REQUIRED WORK:
Each line holding the string "units" is to be copied from the data.

======== DATA PROVIDED

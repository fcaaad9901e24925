use std::fmt;

use serde::ser::{Serialize, SerializeMap, Serializer};
use serde_json::Value;

use crate::types::LabelSet;

/// A record literal: field name to value pairs in insertion order.
#[derive(Debug, Clone, PartialEq, Default)]
pub struct RecordValue {
    entries: Vec<(String, Value)>,
}

impl RecordValue {
    pub fn new() -> Self {
        Self::default()
    }

    /// Assign a field. Reassigning an existing field replaces its value
    /// in place without changing its position.
    pub fn set(&mut self, name: &str, value: Value) {
        if let Some(entry) = self.entries.iter_mut().find(|(n, _)| n == name) {
            entry.1 = value;
        } else {
            self.entries.push((name.to_string(), value));
        }
    }

    /// Builder-style `set`.
    pub fn with(mut self, name: &str, value: Value) -> Self {
        self.set(name, value);
        self
    }

    pub fn get(&self, name: &str) -> Option<&Value> {
        self.entries
            .iter()
            .find(|(n, _)| n == name)
            .map(|(_, v)| v)
    }

    pub fn keys(&self) -> Vec<&str> {
        self.entries.iter().map(|(n, _)| n.as_str()).collect()
    }

    pub fn len(&self) -> usize {
        self.entries.len()
    }

    pub fn is_empty(&self) -> bool {
        self.entries.is_empty()
    }
}

impl Serialize for RecordValue {
    fn serialize<S>(&self, serializer: S) -> Result<S::Ok, S::Error>
    where
        S: Serializer,
    {
        let mut map = serializer.serialize_map(Some(self.entries.len()))?;
        for (name, value) in &self.entries {
            map.serialize_entry(name, value)?;
        }
        map.end()
    }
}

impl fmt::Display for RecordValue {
    fn fmt(&self, f: &mut fmt::Formatter<'_>) -> fmt::Result {
        let json = serde_json::to_string(self).map_err(|_| fmt::Error)?;
        write!(f, "{json}")
    }
}

/// Build a record with exactly one entry per label, in label declaration
/// order, each value produced by `value_for`.
pub fn record_of(labels: &LabelSet, mut value_for: impl FnMut(&str) -> Value) -> RecordValue {
    let mut record = RecordValue::new();
    for label in &labels.labels {
        record.set(label, value_for(label));
    }
    record
}
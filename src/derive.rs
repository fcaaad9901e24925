use crate::types::{FieldDef, LabelSet, Shape};

/// Derive a shape containing only the named keys, in the base shape's
/// declaration order. Keys the base never declared select nothing.
pub fn pick(base: &Shape, name: &str, keys: &[&str]) -> Shape {
    Shape {
        name: name.to_string(),
        fields: base
            .fields
            .iter()
            .filter(|f| keys.contains(&f.name.as_str()))
            .cloned()
            .collect(),
    }
}

/// Derive a shape containing every base field except the named keys.
pub fn omit(base: &Shape, name: &str, keys: &[&str]) -> Shape {
    Shape {
        name: name.to_string(),
        fields: base
            .fields
            .iter()
            .filter(|f| !keys.contains(&f.name.as_str()))
            .cloned()
            .collect(),
    }
}

/// Derive an object shape with one field per label, in label order.
pub fn record(labels: &LabelSet, name: &str) -> Shape {
    Shape {
        name: name.to_string(),
        fields: labels.labels.iter().map(|l| FieldDef::new(l)).collect(),
    }
}

/// Narrow a label set: the base labels minus the removed ones.
pub fn exclude(base: &LabelSet, name: &str, removed: &[&str]) -> LabelSet {
    LabelSet {
        name: name.to_string(),
        labels: base
            .labels
            .iter()
            .filter(|l| !removed.contains(&l.as_str()))
            .cloned()
            .collect(),
    }
}

/// Narrow a label set: the base labels also present in `kept`, in base order.
pub fn extract(base: &LabelSet, name: &str, kept: &[&str]) -> LabelSet {
    LabelSet {
        name: name.to_string(),
        labels: base
            .labels
            .iter()
            .filter(|l| kept.contains(&l.as_str()))
            .cloned()
            .collect(),
    }
}

/// Derive a shape with every field marked optional.
pub fn partial(base: &Shape, name: &str) -> Shape {
    map_fields(base, name, |f| FieldDef { optional: true, ..f })
}

/// Derive a shape with every field marked required, optional or not before.
pub fn required(base: &Shape, name: &str) -> Shape {
    map_fields(base, name, |f| FieldDef { optional: false, ..f })
}

/// Derive a shape with every field marked non-reassignable.
pub fn readonly(base: &Shape, name: &str) -> Shape {
    map_fields(base, name, |f| FieldDef { readonly: true, ..f })
}

/// Append a field the base shape never declared. No-op if it exists.
pub fn with_field(base: &Shape, field: &str) -> Shape {
    let mut fields = base.fields.clone();
    if !fields.iter().any(|f| f.name == field) {
        fields.push(FieldDef::new(field));
    }
    Shape {
        name: base.name.clone(),
        fields,
    }
}

fn map_fields(base: &Shape, name: &str, f: impl Fn(FieldDef) -> FieldDef) -> Shape {
    Shape {
        name: name.to_string(),
        fields: base.fields.iter().cloned().map(f).collect(),
    }
}

#[cfg(test)]
mod tests {
    use super::*;

    fn user() -> Shape {
        Shape::new("User", &["name", "age", "email"])
    }

    fn status() -> LabelSet {
        LabelSet::new("Status", &["active", "inactive", "pending"])
    }

    #[test]
    fn pick_keeps_subset_in_base_order() {
        // Requested in reverse; the base declaration order wins
        let preview = pick(&user(), "UserPreview", &["email", "name"]);
        assert_eq!(preview.name, "UserPreview");
        assert_eq!(preview.field_names(), vec!["name", "email"]);
    }

    #[test]
    fn pick_ignores_unknown_keys() {
        let preview = pick(&user(), "UserPreview", &["name", "id"]);
        assert_eq!(preview.field_names(), vec!["name"]);
    }

    #[test]
    fn pick_of_nothing_is_empty() {
        let empty = pick(&user(), "Empty", &[]);
        assert!(empty.fields.is_empty());
    }

    #[test]
    fn omit_drops_only_the_named_keys() {
        let without_email = omit(&user(), "UserWithoutEmail", &["email"]);
        assert_eq!(without_email.field_names(), vec!["name", "age"]);
    }

    #[test]
    fn omit_of_nothing_is_identity() {
        let same = omit(&user(), "User2", &[]);
        assert_eq!(same.field_names(), user().field_names());
    }

    #[test]
    fn record_has_one_field_per_label() {
        let roles = LabelSet::new("Role", &["admin", "user", "guest"]);
        let permissions = record(&roles, "Permissions");
        assert_eq!(permissions.field_names(), vec!["admin", "user", "guest"]);
    }

    #[test]
    fn exclude_removes_named_labels() {
        let active = exclude(&status(), "ActiveStatus", &["inactive"]);
        assert_eq!(active.labels, vec!["active", "pending"]);
    }

    #[test]
    fn extract_keeps_intersection_in_base_order() {
        let extracted = extract(&status(), "Extracted", &["active", "pending", "archived"]);
        assert_eq!(extracted.labels, vec!["active", "pending"]);
    }

    #[test]
    fn extract_of_disjoint_labels_is_empty() {
        let none = extract(&status(), "None", &["archived"]);
        assert!(none.is_empty());
    }

    #[test]
    fn partial_marks_every_field_optional() {
        let update = partial(&user(), "UserUpdate");
        assert!(update.fields.iter().all(|f| f.optional));
    }

    #[test]
    fn required_clears_optional_flags() {
        let base = Shape::new("ReqUser", &["dept", "deptNum"]).optional("deptNum");
        let strict = required(&base, "StrictReqUser");
        assert!(strict.fields.iter().all(|f| !f.optional));
    }

    #[test]
    fn readonly_marks_every_field() {
        let frozen = readonly(&user(), "FrozenUser");
        assert!(frozen.fields.iter().all(|f| f.readonly));
        // Optionality is untouched
        assert!(frozen.fields.iter().all(|f| !f.optional));
    }

    #[test]
    fn with_field_appends_new_field_only() {
        let base = omit(&user(), "UserWithoutEmail", &["email"]);
        let with_id = with_field(&base, "id");
        assert_eq!(with_id.field_names(), vec!["name", "age", "id"]);

        let unchanged = with_field(&with_id, "id");
        assert_eq!(unchanged.field_names(), vec!["name", "age", "id"]);
    }
}
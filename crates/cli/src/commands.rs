use std::io::Write;
use std::path::Path;

use anyhow::Context;

use stockbook_inventory::{DomainError, InventoryStore, PersistenceError};

use crate::cli::Command;
use crate::config::Config;

/// Execute one subcommand against the configured inventory file.
pub fn run<W: Write>(command: &Command, config: &Config, out: &mut W) -> anyhow::Result<()> {
    let path = config.data_file.as_path();

    match command {
        Command::Add { item, quantity } => {
            let mut store = open(path, Access::ReadWrite)?;
            let mut log = Vec::new();
            store
                .add(item, *quantity, Some(&mut log))
                .with_context(|| format!("could not add {quantity} of '{item}'"))?;
            for entry in &log {
                writeln!(out, "{entry}")?;
            }
            persist(&store, path)?;
        }
        Command::Remove { item, quantity } => {
            let mut store = open(path, Access::ReadWrite)?;
            store
                .remove(item, *quantity)
                .with_context(|| format!("could not remove {quantity} of '{item}'"))?;
            persist(&store, path)?;
        }
        Command::Get { item } => {
            let store = open(path, Access::ReadOnly)?;
            writeln!(out, "{}", store.get_quantity(item))?;
        }
        Command::Low { threshold } => {
            let store = open(path, Access::ReadOnly)?;
            let threshold = threshold.unwrap_or(config.low_stock_threshold);
            for item in store.check_low_items(threshold) {
                writeln!(out, "{item}")?;
            }
        }
        Command::Report => {
            let store = open(path, Access::ReadOnly)?;
            write!(out, "{}", store.report())?;
        }
        Command::Demo => demo(config, out)?,
    }

    Ok(())
}

#[derive(Debug, Copy, Clone, PartialEq, Eq)]
enum Access {
    ReadOnly,
    ReadWrite,
}

/// Load the inventory for a command.
///
/// A missing file always yields an empty store. A malformed file is only
/// tolerated for read-only commands; writing would replace its contents.
fn open(path: &Path, access: Access) -> anyhow::Result<InventoryStore> {
    let mut store = InventoryStore::new();
    match store.load(path) {
        Ok(()) | Err(PersistenceError::NotFound { .. }) => Ok(store),
        Err(err) if err.is_recoverable() && access == Access::ReadOnly => {
            tracing::debug!("continuing with empty inventory: {err}");
            Ok(store)
        }
        Err(err) => Err(err).with_context(|| format!("could not open inventory '{}'", path.display())),
    }
}

fn persist(store: &InventoryStore, path: &Path) -> anyhow::Result<()> {
    store
        .save(path)
        .with_context(|| format!("could not write inventory '{}'", path.display()))
}

/// Fixed walkthrough of every store operation, starting from an empty store.
fn demo<W: Write>(config: &Config, out: &mut W) -> anyhow::Result<()> {
    let path = config.data_file.as_path();
    let mut store = InventoryStore::new();
    let mut log = Vec::new();

    store.add("apple", 10, Some(&mut log))?;
    store.add("banana", 5, Some(&mut log))?;
    match store.add("", -10, Some(&mut log)) {
        Err(err) if err.is_validation() => writeln!(out, "Rejected add: {err}")?,
        other => other?,
    }
    for entry in &log {
        writeln!(out, "{entry}")?;
    }

    store.remove("apple", 3)?;
    // Unknown item: logged as a warning, the demo carries on.
    match store.remove("orange", 1) {
        Ok(()) | Err(DomainError::NotFound(_)) => {}
        Err(err) => return Err(err.into()),
    }

    writeln!(out, "Apple stock: {}", store.get_quantity("apple"))?;
    writeln!(
        out,
        "Low items: {:?}",
        store.check_low_items(config.low_stock_threshold)
    )?;

    persist(&store, path)?;
    store
        .load(path)
        .with_context(|| format!("could not reload inventory '{}'", path.display()))?;
    write!(out, "{}", store.report())?;
    writeln!(out, "Inventory operations completed successfully")?;

    Ok(())
}

#[cfg(test)]
mod tests {
    use super::*;
    use tempfile::TempDir;

    fn config_in(dir: &TempDir) -> Config {
        Config {
            data_file: dir.path().join("inventory.json"),
            ..Config::default()
        }
    }

    fn run_to_string(command: Command, config: &Config) -> anyhow::Result<String> {
        let mut out = Vec::new();
        run(&command, config, &mut out)?;
        Ok(String::from_utf8(out).unwrap())
    }

    #[test]
    fn add_persists_and_prints_log_entry() {
        let dir = TempDir::new().unwrap();
        let config = config_in(&dir);

        let out = run_to_string(
            Command::Add {
                item: "apple".into(),
                quantity: 4,
            },
            &config,
        )
        .unwrap();
        assert!(out.trim_end().ends_with("Added 4 of apple"));

        let out = run_to_string(Command::Get { item: "apple".into() }, &config).unwrap();
        assert_eq!(out, "4\n");
    }

    #[test]
    fn remove_unknown_item_fails() {
        let dir = TempDir::new().unwrap();
        let config = config_in(&dir);

        let err = run_to_string(
            Command::Remove {
                item: "orange".into(),
                quantity: 1,
            },
            &config,
        )
        .unwrap_err();
        assert!(format!("{err:#}").contains("Item 'orange' not found in inventory"));
        assert!(!config.data_file.exists());
    }

    #[test]
    fn remove_negative_quantity_restocks() {
        let dir = TempDir::new().unwrap();
        let config = config_in(&dir);
        std::fs::write(&config.data_file, r#"{"apple": 7}"#).unwrap();

        run_to_string(
            Command::Remove {
                item: "apple".into(),
                quantity: -2,
            },
            &config,
        )
        .unwrap();

        let out = run_to_string(Command::Get { item: "apple".into() }, &config).unwrap();
        assert_eq!(out, "9
");
    }

    #[test]
    fn mutating_a_malformed_file_is_refused() {
        let dir = TempDir::new().unwrap();
        let config = config_in(&dir);
        std::fs::write(&config.data_file, "{not valid").unwrap();

        let result = run_to_string(
            Command::Add {
                item: "apple".into(),
                quantity: 1,
            },
            &config,
        );
        assert!(result.is_err());
        assert_eq!(std::fs::read_to_string(&config.data_file).unwrap(), "{not valid");

        let out = run_to_string(Command::Report, &config).unwrap();
        assert_eq!(out, "Items Report\n");
    }

    #[test]
    fn low_uses_flag_then_config_threshold() {
        let dir = TempDir::new().unwrap();
        let mut config = config_in(&dir);
        std::fs::write(&config.data_file, r#"{"apple": 3, "banana": 10}"#).unwrap();

        let out = run_to_string(Command::Low { threshold: None }, &config).unwrap();
        assert_eq!(out, "apple\n");

        config.low_stock_threshold = 11;
        let out = run_to_string(Command::Low { threshold: None }, &config).unwrap();
        assert_eq!(out, "apple\nbanana\n");

        let out = run_to_string(Command::Low { threshold: Some(1) }, &config).unwrap();
        assert_eq!(out, "");
    }

    #[test]
    fn demo_walks_through_every_operation() {
        let dir = TempDir::new().unwrap();
        let config = config_in(&dir);

        let out = run_to_string(Command::Demo, &config).unwrap();
        assert!(out.contains("Rejected add: validation failed"));
        assert!(out.contains("Apple stock: 7\n"));
        assert!(out.contains("Low items: []\n"));
        assert!(out.contains("Items Report\napple -> 7\nbanana -> 5\n"));
        assert!(out.ends_with("Inventory operations completed successfully\n"));

        let saved = std::fs::read_to_string(&config.data_file).unwrap();
        assert_eq!(saved, "{\n  \"apple\": 7,\n  \"banana\": 5\n}\n");
    }
}
//! `stockbook-core` — domain foundation building blocks.
//!
//! This crate contains **pure domain** primitives (no IO, no logging setup).

pub mod aggregate;
pub mod error;
pub mod event;
pub mod value_object;

pub use aggregate::Aggregate;
pub use error::{DomainError, DomainResult};
pub use event::Event;
pub use value_object::ValueObject;
//! Inventory domain module.
//!
//! An [`InventoryStore`] maps item names to on-hand quantities. Mutations are
//! decided and applied through the [`stockbook_core::Aggregate`] contract;
//! the store can be snapshotted to and restored from a JSON file.

pub mod item;
pub mod log;
pub mod persistence;
pub mod report;
pub mod store;

pub use stockbook_core::DomainError;

pub use item::{ItemName, Quantity};
pub use log::LogEntry;
pub use persistence::{DEFAULT_INVENTORY_FILE, PersistenceError};
pub use report::StockReport;
pub use store::{
    AddStock, DEFAULT_LOW_STOCK_THRESHOLD, InventoryCommand, InventoryEvent, InventoryStore,
    RemoveStock, StockAdded, StockRemoved,
};
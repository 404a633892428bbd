use std::path::PathBuf;

use clap::{Parser, Subcommand};

/// Track item quantities in a JSON-backed inventory file.
#[derive(Debug, Parser)]
#[command(name = "stockbook", version)]
pub struct Cli {
    /// Inventory file (falls back to $STOCKBOOK_FILE, then inventory.json).
    #[arg(long, short, global = true)]
    pub file: Option<PathBuf>,

    #[command(subcommand)]
    pub command: Command,
}

#[derive(Debug, Clone, PartialEq, Eq, Subcommand)]
pub enum Command {
    /// Add units of an item.
    Add {
        item: String,
        #[arg(allow_negative_numbers = true)]
        quantity: i64,
    },
    /// Remove units of an item; the item is dropped once nothing is left.
    Remove {
        item: String,
        #[arg(allow_negative_numbers = true)]
        quantity: i64,
    },
    /// Print the on-hand quantity of an item (0 if unknown).
    Get { item: String },
    /// List items strictly below a quantity threshold.
    Low {
        #[arg(long, short)]
        threshold: Option<u64>,
    },
    /// Print every item and its quantity.
    Report,
    /// Run the demonstration sequence against the inventory file.
    Demo,
}

#[cfg(test)]
mod tests {
    use super::*;
    use clap::CommandFactory;

    #[test]
    fn cli_definition_is_consistent() {
        Cli::command().debug_assert();
    }

    #[test]
    fn parses_negative_quantity_for_validation() {
        let cli = Cli::try_parse_from(["stockbook", "add", "apple", "-3"]).unwrap();
        assert_eq!(
            cli.command,
            Command::Add {
                item: "apple".to_string(),
                quantity: -3
            }
        );
    }

    #[test]
    fn file_flag_is_global() {
        let cli = Cli::try_parse_from(["stockbook", "low", "--file", "stock.json", "-t", "3"]).unwrap();
        assert_eq!(cli.file, Some(PathBuf::from("stock.json")));
        assert_eq!(cli.command, Command::Low { threshold: Some(3) });
    }
}
//! Tracing/logging initialization.
//!
//! Logs go to stderr so stdout stays reserved for command output.

use std::io::IsTerminal;

use tracing_subscriber::EnvFilter;

/// Environment variable selecting the log line format (`text` or `json`).
pub const LOG_FORMAT_ENV: &str = "STOCKBOOK_LOG_FORMAT";

#[derive(Debug, Copy, Clone, Default, PartialEq, Eq)]
pub enum LogFormat {
    #[default]
    Text,
    Json,
}

impl LogFormat {
    /// Parse a format name; unknown names fall back to `Text`.
    pub fn parse(raw: &str) -> Self {
        match raw.trim().to_ascii_lowercase().as_str() {
            "json" => LogFormat::Json,
            _ => LogFormat::Text,
        }
    }

    fn from_env() -> Self {
        std::env::var(LOG_FORMAT_ENV)
            .map(|v| Self::parse(&v))
            .unwrap_or_default()
    }
}

/// Initialize tracing/logging for the process.
///
/// Filtering is configurable via `RUST_LOG` (default `info`).
/// Safe to call multiple times (subsequent calls are no-ops).
pub fn init() {
    init_with_format(LogFormat::from_env());
}

pub fn init_with_format(format: LogFormat) {
    let filter = EnvFilter::try_from_default_env().unwrap_or_else(|_| EnvFilter::new("info"));

    let builder = tracing_subscriber::fmt()
        .with_env_filter(filter)
        .with_writer(std::io::stderr)
        .with_ansi(std::io::stderr().is_terminal())
        .with_target(false);

    let _ = match format {
        LogFormat::Json => builder
            .json()
            .with_timer(tracing_subscriber::fmt::time::SystemTime)
            .try_init(),
        LogFormat::Text => builder.without_time().try_init(),
    };
}
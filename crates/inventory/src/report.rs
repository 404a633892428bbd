use crate::item::{ItemName, Quantity};

/// Snapshot listing of the store, one line per item in insertion order.
#[derive(Debug, Clone, PartialEq, Eq)]
pub struct StockReport {
    lines: Vec<(ItemName, Quantity)>,
}

impl StockReport {
    pub const HEADER: &'static str = "Items Report";

    pub(crate) fn new(lines: Vec<(ItemName, Quantity)>) -> Self {
        Self { lines }
    }
}

impl core::fmt::Display for StockReport {
    fn fmt(&self, f: &mut core::fmt::Formatter<'_>) -> core::fmt::Result {
        writeln!(f, "{}", Self::HEADER)?;
        for (item, quantity) in &self.lines {
            writeln!(f, "{item} -> {quantity}")?;
        }
        Ok(())
    }
}

#[cfg(test)]
mod tests {
    use super::*;

    #[test]
    fn empty_report_is_header_only() {
        assert_eq!(StockReport::new(Vec::new()).to_string(), "Items Report\n");
    }

    #[test]
    fn lists_items_in_given_order() {
        let report = StockReport::new(vec![
            (ItemName::parse("pear").unwrap(), Quantity::new(2)),
            (ItemName::parse("apple").unwrap(), Quantity::new(7)),
        ]);
        assert_eq!(report.to_string(), "Items Report\npear -> 2\napple -> 7\n");
    }
}
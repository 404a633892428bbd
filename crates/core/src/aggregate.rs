//! Aggregate trait for command/event driven domain models.

/// Aggregate execution semantics (pure, deterministic).
///
/// - **Decision logic**: `handle(&self, cmd)` returns events.
/// - **State mutation**: `apply(&mut self, event)` evolves state.
///
/// Aggregates must not perform IO. They only return events describing what
/// happened; a rejected command leaves state exactly as it was.
pub trait Aggregate {
    type Command: Clone + core::fmt::Debug;
    type Event: Clone + core::fmt::Debug;
    type Error: core::fmt::Debug;

    /// Evolve in-memory state from a single event.
    fn apply(&mut self, event: &Self::Event);

    /// Decide which events to emit given the current state and a command.
    ///
    /// This must not mutate state. State evolution is done through `apply`.
    fn handle(&self, command: &Self::Command) -> Result<Vec<Self::Event>, Self::Error>;

    /// Handle a command and apply every resulting event, returning them.
    ///
    /// Nothing is applied unless `handle` succeeds.
    fn execute(&mut self, command: &Self::Command) -> Result<Vec<Self::Event>, Self::Error> {
        let events = self.handle(command)?;
        for event in &events {
            self.apply(event);
        }
        Ok(events)
    }
}
use std::sync::Arc;

use crate::config::KernelConfig;
use crate::error::ParamError;
use crate::kernel::{RandomFlipKernel, TensorKernel};

use super::Descriptor;

// `prob` is not range checked, values outside [0, 1] saturate in the kernel.

#[derive(Clone, Debug, PartialEq)]
pub struct RandomHorizontalFlipOperation {
    pub probability: f32,
}

impl RandomHorizontalFlipOperation {
    pub fn new(probability: f32) -> Self {
        Self { probability }
    }
}

impl Descriptor for RandomHorizontalFlipOperation {
    fn name(&self) -> &'static str {
        "RandomHorizontalFlip"
    }

    fn check(&self) -> Result<(), ParamError> {
        Ok(())
    }

    fn build_kernel(&self, config: &KernelConfig) -> Arc<dyn TensorKernel> {
        Arc::new(RandomFlipKernel::horizontal(self.probability, config))
    }

    fn config_string(&self) -> String {
        format!("prob={}", self.probability)
    }
}

#[derive(Clone, Debug, PartialEq)]
pub struct RandomVerticalFlipOperation {
    pub probability: f32,
}

impl RandomVerticalFlipOperation {
    pub fn new(probability: f32) -> Self {
        Self { probability }
    }
}

impl Descriptor for RandomVerticalFlipOperation {
    fn name(&self) -> &'static str {
        "RandomVerticalFlip"
    }

    fn check(&self) -> Result<(), ParamError> {
        Ok(())
    }

    fn build_kernel(&self, config: &KernelConfig) -> Arc<dyn TensorKernel> {
        Arc::new(RandomFlipKernel::vertical(self.probability, config))
    }

    fn config_string(&self) -> String {
        format!("prob={}", self.probability)
    }
}
use std::sync::Arc;

use crate::config::KernelConfig;
use crate::error::ParamError;
use crate::kernel::{InterpolationMode, ResizeKernel, TensorKernel};

use super::params::{check_len, size_to_hw};
use super::Descriptor;

#[derive(Clone, Debug, PartialEq)]
pub struct ResizeOperation {
    pub size: Vec<i32>,
    pub interpolation: InterpolationMode,
}

impl ResizeOperation {
    pub fn new(size: Vec<i32>, interpolation: InterpolationMode) -> Self {
        Self { size, interpolation }
    }
}

impl Descriptor for ResizeOperation {
    fn name(&self) -> &'static str {
        "Resize"
    }

    fn check(&self) -> Result<(), ParamError> {
        check_len("size", self.size.len(), &[1, 2])
    }

    fn build_kernel(&self, _config: &KernelConfig) -> Arc<dyn TensorKernel> {
        let (height, width) = size_to_hw(&self.size);
        Arc::new(ResizeKernel::new(height, width, self.interpolation))
    }

    fn config_string(&self) -> String {
        format!("size={:?}, interpolation={}", self.size, self.interpolation)
    }
}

================

RESPONSE BOX:
    /// Add units of an item.
    /// Remove units of an item; the item is dropped once nothing is left.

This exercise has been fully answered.